The essence of a system based on legal precedent is that we know the same court or any inferior court would rule the same way in the next case. That prevents us from relitigating every issue ad infinitum. It's also the reason U.S. Supreme Court judgments have the force of law. They're binding precedents for all other courts addressing issues of federal or constitutional law. They're also binding on the court itself, unless unusual circumstances exist under which the court chooses to reverse its earlier holding — such as in Brown v. Board of Education, the desegregation decision, or Lawrence v. Texas, the landmark gay-rights case.

Formally, then, precedent is law simply because of a prediction that the courts will apply the precedent. The entire system of legality as we know it would collapse if every similarly situated person continued to act as though the judicial decision wasn't binding. If every legal principle had to be brought to court every single time it arose, the courts would be overwhelmed with litigants. No one would ever make a contract — because you'd have to wait for a court to enforce it.

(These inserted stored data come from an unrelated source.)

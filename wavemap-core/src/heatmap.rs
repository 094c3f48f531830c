//! Heatmap assembly
//!
//! Glue between stored survey data and the interpolator. A
//! [`SampleSource`] (usually the persistence layer) answers "which samples
//! match this SSID / band filter", and the [`HeatmapAssembler`] turns the
//! answer into a [`HeatmapSurface`] the renderer can draw.
//!
//! ```rust
//! use wavemap_core::heatmap::{HeatmapAssembler, HeatmapSurface, SampleFilter};
//! use wavemap_core::survey::{MemorySurveyStore, SurveyLog};
//! use wavemap_core::{FrequencyBand, RawNetworkObservation};
//!
//! let mut store = MemorySurveyStore::new();
//! let obs = RawNetworkObservation::new("office", "aa:bb:cc:dd:ee:01", -48, 5180, "[ESS]");
//! store.push(SurveyLog::from_observation((25.0, 40.0), 1_000, &obs));
//!
//! let assembler = HeatmapAssembler::new(store).with_resolution(20, 20);
//! let surface = assembler
//!     .assemble(&SampleFilter::all().with_band(FrequencyBand::Band5GHz))
//!     .unwrap();
//! assert!(matches!(surface, HeatmapSurface::Ready { .. }));
//! ```

use alloc::string::String;
use alloc::vec::Vec;

#[cfg(feature = "serde")]
use serde::{Deserialize, Serialize};

use crate::constants::{DEFAULT_GRID_HEIGHT, DEFAULT_GRID_WIDTH};
use crate::interpolation::{IdwInterpolator, InterpolatedGrid};
use crate::sample::SignalSample;
use crate::signal::FrequencyBand;

/// Which stored observations feed a heatmap
///
/// `ssid: None` means every network.
#[derive(Debug, Clone, PartialEq, Eq, Default)]
#[cfg_attr(feature = "serde", derive(Serialize, Deserialize))]
pub struct SampleFilter {
    /// Restrict to one network name
    pub ssid: Option<String>,
    /// Restrict to one frequency band
    pub band: FrequencyBand,
}

impl SampleFilter {
    /// Every network on every band
    pub fn all() -> Self {
        Self::default()
    }

    /// Restrict to one SSID, keeping the band
    pub fn with_ssid(mut self, ssid: impl Into<String>) -> Self {
        self.ssid = Some(ssid.into());
        self
    }

    /// Drop the SSID restriction, keeping the band
    pub fn any_ssid(mut self) -> Self {
        self.ssid = None;
        self
    }

    /// Restrict to one band, keeping the SSID
    pub fn with_band(mut self, band: FrequencyBand) -> Self {
        self.band = band;
        self
    }

    /// Whether an observation of `ssid` at `frequency_mhz` passes
    pub fn matches(&self, ssid: &str, frequency_mhz: u32) -> bool {
        let ssid_ok = self.ssid.as_deref().map_or(true, |wanted| wanted == ssid);
        ssid_ok && self.band.contains(frequency_mhz)
    }
}

/// Query interface supplied by the persistence layer
pub trait SampleSource {
    /// Error raised by the underlying store
    type Error;

    /// Aggregated samples, one per surveyed position, matching `filter`
    fn heatmap_samples(&self, filter: &SampleFilter) -> Result<Vec<SignalSample>, Self::Error>;

    /// Every SSID present in the survey, sorted
    fn distinct_ssids(&self) -> Result<Vec<String>, Self::Error>;
}

impl<S: SampleSource + ?Sized> SampleSource for &S {
    type Error = S::Error;

    fn heatmap_samples(&self, filter: &SampleFilter) -> Result<Vec<SignalSample>, Self::Error> {
        (**self).heatmap_samples(filter)
    }

    fn distinct_ssids(&self) -> Result<Vec<String>, Self::Error> {
        (**self).distinct_ssids()
    }
}

/// Renderable result of one assembly
#[derive(Debug, Clone, PartialEq)]
pub enum HeatmapSurface {
    /// No stored samples match the filter
    NoData {
        /// Filter that was applied
        filter: SampleFilter,
        /// SSIDs the user could pick instead
        available_ssids: Vec<String>,
    },

    /// Interpolated coverage for the filter
    Ready {
        /// Filter that was applied
        filter: SampleFilter,
        /// Samples the grid was built from, for drawing markers
        samples: Vec<SignalSample>,
        /// Interpolated signal strength
        grid: InterpolatedGrid,
        /// SSIDs the user could pick instead
        available_ssids: Vec<String>,
    },
}

impl HeatmapSurface {
    /// Filter that produced this surface
    pub fn filter(&self) -> &SampleFilter {
        match self {
            Self::NoData { filter, .. } | Self::Ready { filter, .. } => filter,
        }
    }

    /// Grid, if there was data
    pub fn grid(&self) -> Option<&InterpolatedGrid> {
        match self {
            Self::Ready { grid, .. } => Some(grid),
            Self::NoData { .. } => None,
        }
    }
}

/// Builds heatmap surfaces from a sample source
#[derive(Debug, Clone)]
pub struct HeatmapAssembler<S> {
    source: S,
    interpolator: IdwInterpolator,
    grid_width: usize,
    grid_height: usize,
}

impl<S: SampleSource> HeatmapAssembler<S> {
    /// Assembler with the default 100 x 100 grid and power 2
    pub fn new(source: S) -> Self {
        Self {
            source,
            interpolator: IdwInterpolator::default(),
            grid_width: DEFAULT_GRID_WIDTH,
            grid_height: DEFAULT_GRID_HEIGHT,
        }
    }

    /// Use a different interpolator (power exponent)
    pub fn with_interpolator(mut self, interpolator: IdwInterpolator) -> Self {
        self.interpolator = interpolator;
        self
    }

    /// Use a different grid resolution
    ///
    /// # Panics
    ///
    /// If either dimension is below 2.
    pub fn with_resolution(mut self, grid_width: usize, grid_height: usize) -> Self {
        assert!(
            grid_width >= 2 && grid_height >= 2,
            "grid must be at least 2x2, got {}x{}",
            grid_width,
            grid_height
        );
        self.grid_width = grid_width;
        self.grid_height = grid_height;
        self
    }

    /// Underlying source
    pub fn source(&self) -> &S {
        &self.source
    }

    /// Query the source with `filter` and interpolate the result
    pub fn assemble(&self, filter: &SampleFilter) -> Result<HeatmapSurface, S::Error> {
        let available_ssids = self.source.distinct_ssids()?;
        let samples = self.source.heatmap_samples(filter)?;

        if samples.is_empty() {
            log_debug!("heatmap: no samples for {:?}", filter);
            return Ok(HeatmapSurface::NoData {
                filter: filter.clone(),
                available_ssids,
            });
        }

        let grid = self
            .interpolator
            .interpolate(&samples, self.grid_width, self.grid_height);
        log_debug!(
            "heatmap: {} samples -> {}x{} grid",
            samples.len(),
            self.grid_width,
            self.grid_height
        );

        Ok(HeatmapSurface::Ready {
            filter: filter.clone(),
            samples,
            grid,
            available_ssids,
        })
    }
}
//! Survey Heatmap Example
//!
//! Records a short walk through an office, aggregates the readings per
//! position and prints an ASCII coverage map.
//!
//! ## What You'll Learn
//!
//! - Turning scan results into survey logs
//! - Filtering by SSID and band
//! - Reading an interpolated grid
//!
//! ## Running the Example
//!
//! ```bash
//! cargo run --example 01_survey_heatmap
//! ```

use wavemap_core::{
    heatmap::{HeatmapAssembler, HeatmapSurface, SampleFilter},
    survey::{logs_from_observations, MemorySurveyStore},
    FrequencyBand, RawNetworkObservation, SignalLevel,
};

fn main() {
    println!("Wavemap Survey Heatmap Example");
    println!("==============================\n");

    // (position, 2.4 GHz rssi, 5 GHz rssi)
    let walk = [
        ((8.0, 12.0), -41, -47),
        ((45.0, 15.0), -54, -62),
        ((85.0, 20.0), -66, -77),
        ((20.0, 60.0), -58, -69),
        ((60.0, 55.0), -63, -74),
        ((90.0, 88.0), -79, -91),
    ];

    let mut store = MemorySurveyStore::new();
    for (i, (position, rssi_24, rssi_5)) in walk.into_iter().enumerate() {
        let scan = [
            RawNetworkObservation::new("office", "aa:bb:cc:00:00:01", rssi_24, 2437, "[WPA2][ESS]"),
            RawNetworkObservation::new("office", "aa:bb:cc:00:00:02", rssi_5, 5220, "[WPA2][ESS]"),
        ];
        store.extend(logs_from_observations(position, i as u64 * 30_000, &scan));
        println!("  scan {} at ({:>4.1}, {:>4.1})", i + 1, position.0, position.1);
    }
    println!();

    let assembler = HeatmapAssembler::new(store).with_resolution(40, 20);

    for band in [FrequencyBand::Band2_4GHz, FrequencyBand::Band5GHz] {
        let filter = SampleFilter::all().with_ssid("office").with_band(band);
        let surface = match assembler.assemble(&filter) {
            Ok(surface) => surface,
            Err(never) => match never {},
        };

        match surface {
            HeatmapSurface::NoData { .. } => println!("{}: no data", band),
            HeatmapSurface::Ready { grid, samples, .. } => {
                println!("{} ({} positions)", band, samples.len());
                for j in 0..grid.height() {
                    let row: String = (0..grid.width())
                        .map(|i| shade(grid.get(i, j).unwrap_or(-100.0)))
                        .collect();
                    println!("  |{}|", row);
                }
                if let Some((lo, hi)) = grid.value_range() {
                    println!(
                        "  range {:.1} .. {:.1} dBm ({} .. {})\n",
                        lo,
                        hi,
                        SignalLevel::from_rssi(lo).label(),
                        SignalLevel::from_rssi(hi).label()
                    );
                }
            }
        }
    }
}

fn shade(rssi: f64) -> char {
    match SignalLevel::from_rssi(rssi) {
        SignalLevel::Excellent => '@',
        SignalLevel::Good => '#',
        SignalLevel::Fair => '+',
        SignalLevel::Poor => '-',
        SignalLevel::VeryWeak => '.',
        SignalLevel::NoSignal => ' ',
    }
}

In the real world, what makes a judicial ruling into law is not simply the prediction that it will be followed. It's the consensus within the society that the judicial precedent actually forms a rule that guides conduct. Take away that consensus, and you no longer have the rule of law.

At the risk of stating the obvious, the executive branch of the federal government is the single most important actor in U.S. legal affairs. What's more, the government is a party to the King vs. Burwell litigation. Sylvia Burwell, in case you've forgotten, is the secretary of the Department of Health and Human Services.

If the president of the United States were to announce publicly that he intends to treat the Supreme Court's precedent as nonbinding on the U.S. government, he would be opening the floodgates for everyone else to do the same. That would be true even if there were a formal legal argument that the U.S. wasn't a bound party. It might (arguably) not be a high crime and misdemeanor under the Constitution that would get a president impeached. But in practical real-world terms, it might well be worse for the rule of law than simply breaking a statute.

So why is a professor of law advocating this troubling approach? One weird feature of the King litigation seems to be partly at fault: The King litigants are actually claiming that they don't want to receive subsidies that would help them buy health care.

My colleague Larry Tribe, the acknowledged grandmaster of constitutional law, first drew my attention to this strange phenomenon, which he playfully called masochistic standing. Ordinarily, plaintiffs allege they have suffered an injury in fact because they have to pay money they wouldn't otherwise have to pay or suffer some harm. It's anomalous that the King plaintiffs are arguing for the right to pay more money, not less, for health insurance.

Conceivably this glitch in the King case might be of interest to the justices if they wanted to make the case go away by saying the plaintiffs lacked standing. But it's also the reason someone could suggest that the Obama administration could get away with refusing to apply an eventual decision to other parties — maybe no one else would show up to refuse the benefits.

It would, however, be extraordinarily irresponsible for the administration to weaken the rule of law just because the King plaintiffs are legal masochists. When Abraham Lincoln limited pro-slavery precedents to the parties, he was dealing with fundamentally immoral law — and a country on the brink of war. His actions were very close to nullification of the law. Once the war was under way, as we know, Lincoln felt justified in breaking the law in order to preserve the Constitution, for example by suspending habeas corpus unilaterally even though it was pretty clear to everyone (including the chief justice of the U.S., in an opinion he wrote for a lower court) that only Congress has that authority under the Constitution.

For all the heated rhetoric around Obamacare, in this case, the fate of the Republic doesn't hang in the balance.